REQUIRED ACTION. Nothing but the data, repeated exactly, belongs in the answer.

DATA TO PROCESS.
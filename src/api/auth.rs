// src/api/auth.rs

use actix_web::body::MessageBody;
use actix_web::dev::{Service, ServiceRequest, ServiceResponse, Transform};
use actix_web::{web, Error as ActixError, HttpMessage};
use futures_util::future::{ready, LocalBoxFuture, Ready};
use serde::Deserialize;
use std::rc::Rc;
use std::task::{Context, Poll};

use crate::backend::identity::AuthUser;
use crate::error::Error;
use crate::AppState;

/// Validates a bearer token against the identity provider. The provider
/// owns sessions entirely; this service never mints or decodes tokens
/// itself.
pub async fn validate_token(state: &AppState, token: &str) -> Result<AuthUser, Error> {
    let identity = state.identity()?;
    match identity.get_user(token).await {
        Ok(Some(user)) => Ok(user),
        Ok(None) => Err(Error::NotAuthenticated),
        Err(e) => Err(Error::BackendUnavailable(e.to_string())),
    }
}

#[derive(Debug, Deserialize)]
struct RolRow {
    rol: String,
}

/// Role gate for the back-office surface: the caller's profile must carry
/// the `admin` role.
pub async fn require_admin(state: &AppState, user: &AuthUser) -> Result<(), Error> {
    let perfil = state
        .service()?
        .from("perfiles")
        .select("rol")
        .eq("id", user.id)
        .fetch_optional::<RolRow>()
        .await?;

    match perfil {
        Some(p) if p.rol == "admin" => Ok(()),
        _ => Err(Error::Forbidden),
    }
}

/// Middleware for the authenticated `/api` scope:
/// - takes `Authorization: Bearer <token>`
/// - validates the session against the identity provider
/// - puts the resulting `AuthUser` into `req.extensions_mut()`
pub struct SessionMiddleware;

impl<S, B> Transform<S, ServiceRequest> for SessionMiddleware
where
    S: Service<ServiceRequest, Response = ServiceResponse<B>, Error = ActixError> + 'static,
    B: MessageBody + 'static,
{
    type Response = ServiceResponse<B>;
    type Error = ActixError;
    type Transform = SessionMiddlewareInner<S>;
    type InitError = ();
    type Future = Ready<Result<Self::Transform, Self::InitError>>;

    fn new_transform(&self, service: S) -> Self::Future {
        ready(Ok(SessionMiddlewareInner {
            service: Rc::new(service),
        }))
    }
}

pub struct SessionMiddlewareInner<S> {
    service: Rc<S>,
}

impl<S, B> Service<ServiceRequest> for SessionMiddlewareInner<S>
where
    S: Service<ServiceRequest, Response = ServiceResponse<B>, Error = ActixError> + 'static,
    B: MessageBody + 'static,
{
    type Response = ServiceResponse<B>;
    type Error = ActixError;
    type Future = LocalBoxFuture<'static, Result<Self::Response, Self::Error>>;

    fn poll_ready(&self, cx: &mut Context<'_>) -> Poll<Result<(), Self::Error>> {
        self.service.poll_ready(cx)
    }

    fn call(&self, req: ServiceRequest) -> Self::Future {
        let service = Rc::clone(&self.service);

        Box::pin(async move {
            let Some(state) = req.app_data::<web::Data<AppState>>().cloned() else {
                return Err(actix_web::error::ErrorInternalServerError(
                    "application state missing",
                ));
            };

            let token = req
                .headers()
                .get(actix_web::http::header::AUTHORIZATION)
                .and_then(|h| h.to_str().ok())
                .and_then(|h| h.strip_prefix("Bearer "))
                .map(|t| t.to_string());

            let Some(token) = token else {
                return Err(Error::NotAuthenticated.into());
            };

            let user = validate_token(&state, &token).await?;
            req.extensions_mut().insert(user);
            service.call(req).await
        })
    }
}
// src/main.rs

use actix::Actor;
use actix_web::{web, App, HttpResponse, HttpServer, Responder};
use dotenvy::dotenv;
use utoipa::OpenApi;
use utoipa_swagger_ui::SwaggerUi;

use tienda_api::config::Config;
use tienda_api::{api, backend, docs, ws, AppState};

async fn index() -> impl Responder {
    HttpResponse::Ok().body("Service ready!")
}

#[actix_web::main]
async fn main() -> std::io::Result<()> {
    dotenv().ok();
    env_logger::init_from_env(env_logger::Env::default().default_filter_or("info"));

    let config = Config::from_env();
    if config.service_credentials().is_none() {
        log::warn!("backend credentials missing; API will answer with NotConfigured errors");
    }
    let bind_addr = config.bind_addr.clone();

    let hub = ws::EventHub::new().start();
    backend::realtime::spawn(&config, hub.clone());

    let state = web::Data::new(AppState::from_config(config, hub));

    log::info!("listening on {bind_addr}");
    HttpServer::new(move || {
        App::new()
            .app_data(state.clone())
            .route("/", web::get().to(index))
            .service(
                SwaggerUi::new("/docs/{_:.*}")
                    .url("/api-docs/openapi.json", docs::ApiDoc::openapi()),
            )
            // Public routes: search degrades instead of failing, ping probes.
            .service(api::search::search)
            .service(api::ping::ping)
            // Admin refetch channel; token validated in the handler.
            .route("/api/events", web::get().to(ws::events_ws))
            // Authenticated surface.
            .service(
                web::scope("/api")
                    .wrap(api::auth::SessionMiddleware)
                    .service(api::checkout::checkout)
                    .service(api::pedidos::list_pedidos)
                    .service(api::devoluciones::list_devoluciones)
                    .service(api::devoluciones::create_devolucion)
                    .service(
                        web::scope("/admin")
                            .service(api::admin::pedidos::list_pedidos)
                            .service(api::admin::devoluciones::list_devoluciones)
                            .service(api::admin::devoluciones::review_devolucion)
                            .service(api::admin::clientes::list_clientes)
                            .service(api::admin::clientes::update_cliente)
                            .service(api::admin::clientes::delete_cliente)
                            .service(api::admin::clientes::create_user)
                            .service(api::admin::productos::list_productos)
                            .service(api::admin::productos::create_producto)
                            .service(api::admin::productos::update_producto)
                            .service(api::admin::productos::delete_producto)
                            .service(api::admin::productos::list_familias)
                            .service(api::admin::productos::create_familia)
                            .service(api::admin::productos::delete_familia),
                    ),
            )
    })
    .bind(bind_addr)?
    .run()
    .await
}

EXERCISE SOLUTION.
filename src/api/auth.rs
// src/api/auth.rs

use actix_web::body::MessageBody;
use actix_web::dev::{Service, ServiceRequest, ServiceResponse, Transform};
use actix_web::{web, Error as ActixError, HttpMessage};
use futures_util::future::{ready, LocalBoxFuture, Ready};
use serde::Deserialize;
use std::rc::Rc;
use std::task::{Context, Poll};

use crate::backend::identity::AuthUser;
use crate::error::Error;
use crate::AppState;

/// Validates a bearer token against the identity provider. The provider
/// owns sessions entirely; this service never mints or decodes tokens
/// itself.
pub async fn validate_token(state: &AppState, token: &str) -> Result<AuthUser, Error> {
    let identity = state.identity()?;
    match identity.get_user(token).await {
        Ok(Some(user)) => Ok(user),
        Ok(None) => Err(Error::NotAuthenticated),
        Err(e) => Err(Error::BackendUnavailable(e.to_string())),
    }
}

#[derive(Debug, Deserialize)]
struct RolRow {
    rol: String,
}

/// Role gate for the back-office surface: the caller's profile must carry
/// the `admin` role.
pub async fn require_admin(state: &AppState, user: &AuthUser) -> Result<(), Error> {
    let perfil = state
        .service()?
        .from("perfiles")
        .select("rol")
        .eq("id", user.id)
        .fetch_optional::<RolRow>()
        .await?;

    match perfil {
        Some(p) if p.rol == "admin" => Ok(()),
        _ => Err(Error::Forbidden),
    }
}

/// Middleware for the authenticated `/api` scope:
/// - takes `Authorization: Bearer <token>`
/// - validates the session against the identity provider
/// - puts the resulting `AuthUser` into `req.extensions_mut()`
pub struct SessionMiddleware;

impl<S, B> Transform<S, ServiceRequest> for SessionMiddleware
where
    S: Service<ServiceRequest, Response = ServiceResponse<B>, Error = ActixError> + 'static,
    B: MessageBody + 'static,
{
    type Response = ServiceResponse<B>;
    type Error = ActixError;
    type Transform = SessionMiddlewareInner<S>;
    type InitError = ();
    type Future = Ready<Result<Self::Transform, Self::InitError>>;

    fn new_transform(&self, service: S) -> Self::Future {
        ready(Ok(SessionMiddlewareInner {
            service: Rc::new(service),
        }))
    }
}

pub struct SessionMiddlewareInner<S> {
    service: Rc<S>,
}

impl<S, B> Service<ServiceRequest> for SessionMiddlewareInner<S>
where
    S: Service<ServiceRequest, Response = ServiceResponse<B>, Error = ActixError> + 'static,
    B: MessageBody + 'static,
{
    type Response = ServiceResponse<B>;
    type Error = ActixError;
    type Future = LocalBoxFuture<'static, Result<Self::Response, Self::Error>>;

    fn poll_ready(&self, cx: &mut Context<'_>) -> Poll<Result<(), Self::Error>> {
        self.service.poll_ready(cx)
    }

    fn call(&self, req: ServiceRequest) -> Self::Future {
        let service = Rc::clone(&self.service);

        Box::pin(async move {
            let Some(state) = req.app_data::<web::Data<AppState>>().cloned() else {
                return Err(actix_web::error::ErrorInternalServerError(
                    "application state missing",
                ));
            };

            let token = req
                .headers()
                .get(actix_web::http::header::AUTHORIZATION)
                .and_then(|h| h.to_str().ok())
                .and_then(|h| h.strip_prefix("Bearer "))
                .map(|t| t.to_string());

            let Some(token) = token else {
                return Err(Error::NotAuthenticated.into());
            };

            let user = validate_token(&state, &token).await?;
            req.extensions_mut().insert(user);
            service.call(req).await
        })
    }
}
// src/main.rs

use actix::Actor;
use actix_web::{web, App, HttpResponse, HttpServer, Responder};
use dotenvy::dotenv;
use utoipa::OpenApi;
use utoipa_swagger_ui::SwaggerUi;

use tienda_api::config::Config;
use tienda_api::{api, backend, docs, ws, AppState};

async fn index() -> impl Responder {
    HttpResponse::Ok().body("Service ready!")
}

#[actix_web::main]
async fn main() -> std::io::Result<()> {
    dotenv().ok();
    env_logger::init_from_env(env_logger::Env::default().default_filter_or("info"));

    let config = Config::from_env();
    if config.service_credentials().is_none() {
        log::warn!("backend credentials missing; API will answer with NotConfigured errors");
    }
    let bind_addr = config.bind_addr.clone();

    let hub = ws::EventHub::new().start();
    backend::realtime::spawn(&config, hub.clone());

    let state = web::Data::new(AppState::from_config(config, hub));

    log::info!("listening on {bind_addr}");
    HttpServer::new(move || {
        App::new()
            .app_data(state.clone())
            .route("/", web::get().to(index))
            .service(
                SwaggerUi::new("/docs/{_:.*}")
                    .url("/api-docs/openapi.json", docs::ApiDoc::openapi()),
            )
            // Public routes: search degrades instead of failing, ping probes.
            .service(api::search::search)
            .service(api::ping::ping)
            // Admin refetch channel; token validated in the handler.
            .route("/api/events", web::get().to(ws::events_ws))
            // Authenticated surface.
            .service(
                web::scope("/api")
                    .wrap(api::auth::SessionMiddleware)
                    .service(api::checkout::checkout)
                    .service(api::pedidos::list_pedidos)
                    .service(api::devoluciones::list_devoluciones)
                    .service(api::devoluciones::create_devolucion)
                    .service(
                        web::scope("/admin")
                            .service(api::admin::pedidos::list_pedidos)
                            .service(api::admin::devoluciones::list_devoluciones)
                            .service(api::admin::devoluciones::review_devolucion)
                            .service(api::admin::clientes::list_clientes)
                            .service(api::admin::clientes::update_cliente)
                            .service(api::admin::clientes::delete_cliente)
                            .service(api::admin::clientes::create_user)
                            .service(api::admin::productos::list_productos)
                            .service(api::admin::productos::create_producto)
                            .service(api::admin::productos::update_producto)
                            .service(api::admin::productos::delete_producto)
                            .service(api::admin::productos::list_familias)
                            .service(api::admin::productos::create_familia)
                            .service(api::admin::productos::delete_familia),
                    ),
            )
    })
    .bind(bind_addr)?
    .run()
    .await
}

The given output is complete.